A few months later, she got her tumor marker checked – it was lower. Then a month later – it was way lower.
She’s now in remission, as of about a year.
“They can’t really say what happened,” she said.
She can’t say for sure if the research led to her remission.
But she says, “I wouldn’t have gotten this information any other way. It really was crucial to me … to have this information about my tumor that isn’t typically measured.”
And that’s what she hopes the research can provide women.
She wants to urge women to ask more questions – to ask doctors “do you know what’s going on in my tumor?”
She also hopes gene expression tests that exist for breast cancer, which can test certain things important for treatment, could be adapted for ovarian cancer – testing for immune suppression or disease aggression.
When Pepke originally had symptoms, doctors waved her off. They didn’t test for the right things or trust her instincts.
She had to demand a pelvic ultrasound – where a doctor found tumors all over her abdomen.

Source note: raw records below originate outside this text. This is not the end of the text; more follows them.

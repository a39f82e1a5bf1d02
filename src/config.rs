use std::{path::PathBuf, time::Duration};

pub const HEALTH_CHECK_INTERVAL: Duration = Duration::from_secs(30);
pub const HEALTH_CHECK_TIMEOUT: Duration = Duration::from_secs(5);

pub const STARTUP_TIMEOUT: Duration = Duration::from_secs(30);
pub const COMMAND_TIMEOUT: Duration = Duration::from_secs(10);
pub const SHUTDOWN_GRACE: Duration = Duration::from_secs(5);

pub const RESTART_BACKOFF: Duration = Duration::from_secs(5);
pub const MAX_RESTART_ATTEMPTS: u32 = 3;

pub const DEFAULT_CREDENTIAL_TTL: u64 = 86_400;

pub const TELNYX_API_BASE_URL: &str = "https://api.telnyx.com/v2";
pub const DEFAULT_REALM: &str = "sip.telnyx.com";
pub const DEFAULT_STUN_SERVERS: [&str; 2] = ["stun:stun.telnyx.com:3478", "stun:stun.telnyx.com:3479"];
pub const DEFAULT_TURN_SERVER: &str = "turn:turn.telnyx.com:3478?transport=udp";
pub const PLACEHOLDER_USERNAME: &str = "user";

pub const API_KEY_ENV: &str = "TELNYX_API_KEY";
pub const API_BASE_URL_ENV: &str = "TELNYX_API_BASE_URL";
pub const WORKER_BIN_ENV: &str = "WEBRTC_WORKER_BIN";
pub const VERBOSE_ENV: &str = "WEBRTC_VERBOSE";

pub const WORKER_BIN_NAME: &str = "webrtc-worker";

/// Startup data handed to a worker, whichever way it is launched.
#[derive(Debug, Clone)]
pub struct WorkerConfig {
    pub api_key: Option<String>,
    pub api_base_url: String,
}

impl WorkerConfig {
    pub fn from_env() -> Self {
        WorkerConfig {
            api_key: non_empty_var(API_KEY_ENV),
            api_base_url: non_empty_var(API_BASE_URL_ENV)
                .unwrap_or_else(|| TELNYX_API_BASE_URL.to_owned()),
        }
    }
}

/// Everything the supervisor needs: the worker's startup data plus its own
/// timing policy.
#[derive(Debug, Clone)]
pub struct ServiceConfig {
    pub worker: WorkerConfig,
    pub worker_binary: Option<PathBuf>,

    pub startup_timeout: Duration,
    pub command_timeout: Duration,
    pub health_check_timeout: Duration,
    pub health_check_interval: Duration,
    pub shutdown_grace: Duration,

    pub restart_backoff: Duration,
    pub max_restart_attempts: u32,
}

impl ServiceConfig {
    pub fn new(api_key: Option<String>) -> Self {
        ServiceConfig {
            worker: WorkerConfig {
                api_key,
                api_base_url: TELNYX_API_BASE_URL.to_owned(),
            },
            ..Default::default()
        }
    }

    pub fn from_env() -> Self {
        ServiceConfig {
            worker: WorkerConfig::from_env(),
            worker_binary: non_empty_var(WORKER_BIN_ENV).map(PathBuf::from),
            ..Default::default()
        }
    }
}

impl Default for ServiceConfig {
    fn default() -> Self {
        ServiceConfig {
            worker: WorkerConfig {
                api_key: None,
                api_base_url: TELNYX_API_BASE_URL.to_owned(),
            },
            worker_binary: None,

            startup_timeout: STARTUP_TIMEOUT,
            command_timeout: COMMAND_TIMEOUT,
            health_check_timeout: HEALTH_CHECK_TIMEOUT,
            health_check_interval: HEALTH_CHECK_INTERVAL,
            shutdown_grace: SHUTDOWN_GRACE,

            restart_backoff: RESTART_BACKOFF,
            max_restart_attempts: MAX_RESTART_ATTEMPTS,
        }
    }
}

/// The worker binary installed next to the running executable.
pub fn default_worker_binary() -> std::io::Result<PathBuf> {
    let current = std::env::current_exe()?;
    let dir = current.parent().ok_or_else(|| {
        std::io::Error::new(
            std::io::ErrorKind::NotFound,
            "current executable has no parent directory",
        )
    })?;

    Ok(dir.join(format!("{}{}", WORKER_BIN_NAME, std::env::consts::EXE_SUFFIX)))
}

/// Debug-level logging when `WEBRTC_VERBOSE` is set; `RUST_LOG` still wins.
pub fn verbose_from_env() -> bool {
    non_empty_var(VERBOSE_ENV).is_some()
}

fn non_empty_var(key: &str) -> Option<String> {
    std::env::var(key).ok().filter(|value| !value.trim().is_empty())
}

#[cfg(test)]
mod tests {
    use super::*;

    #[test]
    fn defaults_match_documented_policy() {
        let config = ServiceConfig::default();

        assert_eq!(config.health_check_interval, Duration::from_secs(30));
        assert_eq!(config.startup_timeout, Duration::from_secs(30));
        assert_eq!(config.command_timeout, Duration::from_secs(10));
        assert_eq!(config.health_check_timeout, Duration::from_secs(5));
        assert_eq!(config.restart_backoff, Duration::from_secs(5));
        assert_eq!(config.max_restart_attempts, 3);
        assert!(config.worker.api_key.is_none());
    }

    #[test]
    fn default_worker_binary_sits_beside_current_exe() {
        let binary = default_worker_binary().unwrap();
        let current = std::env::current_exe().unwrap();

        assert_eq!(binary.parent(), current.parent());
        assert!(binary
            .file_name()
            .unwrap()
            .to_string_lossy()
            .starts_with(WORKER_BIN_NAME));
    }
}
/*
puzzles.rs

Copyright 2025 Hervé Quatremain

This file is part of Dotlink.

Dotlink is free software: you can redistribute it and/or modify it under the
terms of the GNU General Public License as published by the Free Software
Foundation, either version 3 of the License, or (at your option) any later
version.

Dotlink is distributed in the hope that it will be useful, but WITHOUT ANY
WARRANTY; without even the implied warranty of MERCHANTABILITY or FITNESS FOR
A PARTICULAR PURPOSE. See the GNU General Public License for more details.

You should have received a copy of the GNU General Public License along with
Dotlink. If not, see <https://www.gnu.org/licenses/>.

SPDX-License-Identifier: GPL-3.0-or-later
*/

//! Puzzle representation and generation parameters.

use clap::ValueEnum;
use serde::{Deserialize, Serialize};
use std::error::Error;
use std::fmt;
use std::time::Duration;

use super::board::BoardState;
use super::cell::Cell;
use super::difficulty::Scorer;
use super::pair::PairSpec;
use super::path::Path;
use crate::config::{
    MAX_BOARD_SIZE, MAX_DIFFICULTY, MAX_PAIRS, MIN_BOARD_SIZE, MIN_DIFFICULTY, MIN_PAIRS,
    MIN_PATH_CELLS,
};

/// Puzzle difficulty level, used to select a [`GeneratorConfig`] preset.
#[derive(
    Serialize, Deserialize, Debug, Copy, Clone, PartialOrd, PartialEq, Eq, Hash, ValueEnum, Default,
)]
pub enum Difficulty {
    #[default]
    Easy,
    Medium,
    Hard,
}

impl fmt::Display for Difficulty {
    fn fmt(&self, f: &mut fmt::Formatter) -> fmt::Result {
        match self {
            Difficulty::Easy => write!(f, "Easy"),
            Difficulty::Medium => write!(f, "Medium"),
            Difficulty::Hard => write!(f, "Hard"),
        }
    }
}

/// Configuration knob out of its range.
#[derive(Debug, Clone, PartialEq)]
pub enum ConfigError {
    /// Board width outside [`MIN_BOARD_SIZE`]..=[`MAX_BOARD_SIZE`].
    Width(usize),

    /// Board height outside [`MIN_BOARD_SIZE`]..=[`MAX_BOARD_SIZE`].
    Height(usize),

    /// Number of pairs outside [`MIN_PAIRS`]..=[`MAX_PAIRS`].
    NumPairs(usize),

    /// Minimum difficulty outside [`MIN_DIFFICULTY`]..=[`MAX_DIFFICULTY`].
    MinDifficulty(f64),

    /// The maximum number of attempts is zero.
    MaxAttempts,

    /// The timeout is zero.
    Timeout,

    /// The pairs cannot fit on the board: each pair needs at least [`MIN_PATH_CELLS`] cells.
    BoardTooSmall { cells: usize, required: usize },

    /// No puzzle on the board can score the minimum difficulty (see [`Scorer::ceiling`]).
    UnreachableDifficulty { requested: f64, ceiling: f64 },
}

impl fmt::Display for ConfigError {
    fn fmt(&self, f: &mut fmt::Formatter) -> fmt::Result {
        match self {
            ConfigError::Width(w) => write!(
                f,
                "board width {w} is not between {MIN_BOARD_SIZE} and {MAX_BOARD_SIZE}"
            ),
            ConfigError::Height(h) => write!(
                f,
                "board height {h} is not between {MIN_BOARD_SIZE} and {MAX_BOARD_SIZE}"
            ),
            ConfigError::NumPairs(n) => write!(
                f,
                "number of pairs {n} is not between {MIN_PAIRS} and {MAX_PAIRS}"
            ),
            ConfigError::MinDifficulty(d) => write!(
                f,
                "minimum difficulty {d} is not between {MIN_DIFFICULTY} and {MAX_DIFFICULTY}"
            ),
            ConfigError::MaxAttempts => {
                write!(f, "the maximum number of attempts must be positive")
            }
            ConfigError::Timeout => write!(f, "the generation timeout must be positive"),
            ConfigError::BoardTooSmall { cells, required } => write!(
                f,
                "the board has {cells} cells but the pairs need at least {required}"
            ),
            ConfigError::UnreachableDifficulty { requested, ceiling } => write!(
                f,
                "minimum difficulty {requested} is above the board ceiling {ceiling:.2}"
            ),
        }
    }
}

impl Error for ConfigError {}

/// Puzzle generation parameters.
///
/// All the knobs are explicit. The [`Default`] implementation is the [`Difficulty::Easy`]
/// preset.
#[derive(Serialize, Deserialize, Debug, Clone, PartialEq)]
pub struct GeneratorConfig {
    /// Number of columns.
    pub width: usize,

    /// Number of rows.
    pub height: usize,

    /// Number of endpoint pairs.
    pub num_pairs: usize,

    /// Generated puzzles score at least this difficulty.
    pub min_difficulty: f64,

    /// Number of attempts before the generator gives up.
    pub max_attempts: usize,

    /// Wall-clock budget for the generation, checked between attempts.
    pub timeout: Duration,
}

impl Default for GeneratorConfig {
    fn default() -> Self {
        Self::preset(Difficulty::Easy)
    }
}
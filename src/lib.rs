/*
lib.rs

Copyright 2025 Hervé Quatremain

This file is part of Dotlink.

Dotlink is free software: you can redistribute it and/or modify it under the
terms of the GNU General Public License as published by the Free Software
Foundation, either version 3 of the License, or (at your option) any later
version.

Dotlink is distributed in the hope that it will be useful, but WITHOUT ANY
WARRANTY; without even the implied warranty of MERCHANTABILITY or FITNESS FOR
A PARTICULAR PURPOSE. See the GNU General Public License for more details.

You should have received a copy of the GNU General Public License along with
Dotlink. If not, see <https://www.gnu.org/licenses/>.

SPDX-License-Identifier: GPL-3.0-or-later
*/

//! Generate and play dot-pair connection puzzles.
//!
//! A puzzle is a grid with pairs of colored endpoints. The player connects each pair with a
//! path of adjacent cells, and paths never cross.
//!
//! The host (a game front end) generates a puzzle with [`generate_puzzle`], starts a
//! [`Session`] with it, and forwards the pointer events to [`Session::begin_drag`],
//! [`Session::extend_drag`], and [`Session::end_drag`] until [`Session::is_complete`].

pub mod config;
pub mod generator;
pub mod player_input;
pub mod session;

pub use generator::cell::Cell;
pub use generator::puzzle_generator::{
    CancelToken, GenerationError, PuzzleGenerator, generate_parallel, generate_puzzle,
};
pub use generator::puzzles::{Difficulty, GeneratorConfig, Puzzle};
pub use player_input::{PairResult, PairState};
pub use session::{Session, SessionError, SessionState};
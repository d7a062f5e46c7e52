/*
board.rs

Copyright 2025 Hervé Quatremain

This file is part of Dotlink.

Dotlink is free software: you can redistribute it and/or modify it under the
terms of the GNU General Public License as published by the Free Software
Foundation, either version 3 of the License, or (at your option) any later
version.

Dotlink is distributed in the hope that it will be useful, but WITHOUT ANY
WARRANTY; without even the implied warranty of MERCHANTABILITY or FITNESS FOR
A PARTICULAR PURPOSE. See the GNU General Public License for more details.

You should have received a copy of the GNU General Public License along with
Dotlink. If not, see <https://www.gnu.org/licenses/>.

SPDX-License-Identifier: GPL-3.0-or-later
*/

//! Occupancy of the board cells.
//!
//! Each cell is either free or claimed by exactly one pair.
//! The generator uses a [`BoardState`] to keep the walks of the different pairs apart, and the
//! session uses another one to record the paths that the player committed.

use log::debug;
use serde::{Deserialize, Serialize};

use super::cell::Cell;
use super::path::Path;

/// Represent the occupancy of the board.
#[derive(Serialize, Deserialize, Debug, Clone, PartialEq, Eq)]
pub struct BoardState {
    /// Number of columns.
    width: usize,

    /// Number of rows.
    height: usize,

    /// Row-major list of the cells. `None` is a free cell, `Some(id)` a cell claimed by the pair
    /// `id`.
    cells: Vec<Option<usize>>,
}

impl BoardState {
    /// Create a [`BoardState`] object where all the cells are free.
    pub fn new(width: usize, height: usize) -> Self {
        Self {
            width,
            height,
            cells: vec![None; width * height],
        }
    }

    /// Number of columns.
    pub fn width(&self) -> usize {
        self.width
    }

    /// Number of rows.
    pub fn height(&self) -> usize {
        self.height
    }

    /// Total number of cells.
    pub fn num_cells(&self) -> usize {
        self.cells.len()
    }

    /// Release all the cells.
    pub fn clear(&mut self) {
        self.cells.iter_mut().for_each(|c| *c = None);
    }

    /// Whether the cell is on the board.
    pub fn in_bounds(&self, cell: Cell) -> bool {
        cell.x < self.width && cell.y < self.height
    }

    /// Return the ID of the pair that claimed the cell, or None if the cell is free or outside
    /// the board.
    pub fn owner(&self, cell: Cell) -> Option<usize> {
        if !self.in_bounds(cell) {
            return None;
        }
        self.cells[cell.index(self.width)]
    }

    /// Whether the cell is on the board and not claimed.
    pub fn is_free(&self, cell: Cell) -> bool {
        self.in_bounds(cell) && self.cells[cell.index(self.width)].is_none()
    }

    /// Claim a free cell for the given pair.
    ///
    /// Return `false`, and leave the board untouched, if the cell is outside the board or
    /// already claimed by another pair.
    pub fn claim(&mut self, cell: Cell, pair_id: usize) -> bool {
        if !self.in_bounds(cell) {
            return false;
        }
        let i: usize = cell.index(self.width);
        match self.cells[i] {
            Some(owner) => owner == pair_id,
            None => {
                self.cells[i] = Some(pair_id);
                true
            }
        }
    }

    /// Claim all the cells of the path for the given pair.
    ///
    /// The operation is all or nothing: if one cell cannot be claimed, the board is not modified
    /// and the method returns `false`.
    pub fn claim_path(&mut self, path: &Path, pair_id: usize) -> bool {
        if path
            .cells()
            .iter()
            .any(|c| !self.in_bounds(*c) || self.owner(*c).is_some_and(|o| o != pair_id))
        {
            debug!("Cannot claim the path of pair {pair_id}: cells already in use");
            return false;
        }
        for c in path.cells() {
            self.cells[c.index(self.width)] = Some(pair_id);
        }
        true
    }

    /// Release all the cells claimed by the given pair.
    pub fn release_pair(&mut self, pair_id: usize) {
        for c in self.cells.iter_mut().filter(|c| **c == Some(pair_id)) {
            *c = None;
        }
    }

    /// Number of claimed cells.
    pub fn claimed_count(&self) -> usize {
        self.cells.iter().filter(|c| c.is_some()).count()
    }

    /// Ratio of claimed cells over the total number of cells.
    pub fn fill_ratio(&self) -> f64 {
        if self.cells.is_empty() {
            return 0.0;
        }
        self.claimed_count() as f64 / self.cells.len() as f64
    }

    /// Return the free cells in row-major order.
    pub fn free_cells(&self) -> Vec<Cell> {
        self.cells
            .iter()
            .enumerate()
            .filter(|(_, c)| c.is_none())
            .map(|(i, _)| Cell::from_index(i, self.width))
            .collect()
    }

    /// Return the free cells adjacent to the given cell.
    pub fn free_neighbors(&self, cell: Cell) -> Vec<Cell> {
        cell.neighbors(self.width, self.height)
            .into_iter()
            .filter(|c| self.is_free(*c))
            .collect()
    }

    /// Return the cells claimed by the given pair, in row-major order.
    pub fn cells_of(&self, pair_id: usize) -> Vec<Cell> {
        self.cells
            .iter()
            .enumerate()
            .filter(|(_, c)| **c == Some(pair_id))
            .map(|(i, _)| Cell::from_index(i, self.width))
            .collect()
    }
}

“He said, ‘Wow, this is a lot of fluid. You are really not making this up,’ ” she said.
Now, doctors look at her in remission and say, “This doesn’t happen,” she said.
Pepke and Ver Steeg’s research should be published next year. And they haven’t stopped working.
Ver Steeg’s research is funded partly through support from real estate entrepreneur and philanthropist Michael Keston and his wife, Linda, who backed the Information Sciences Institute through an endowment.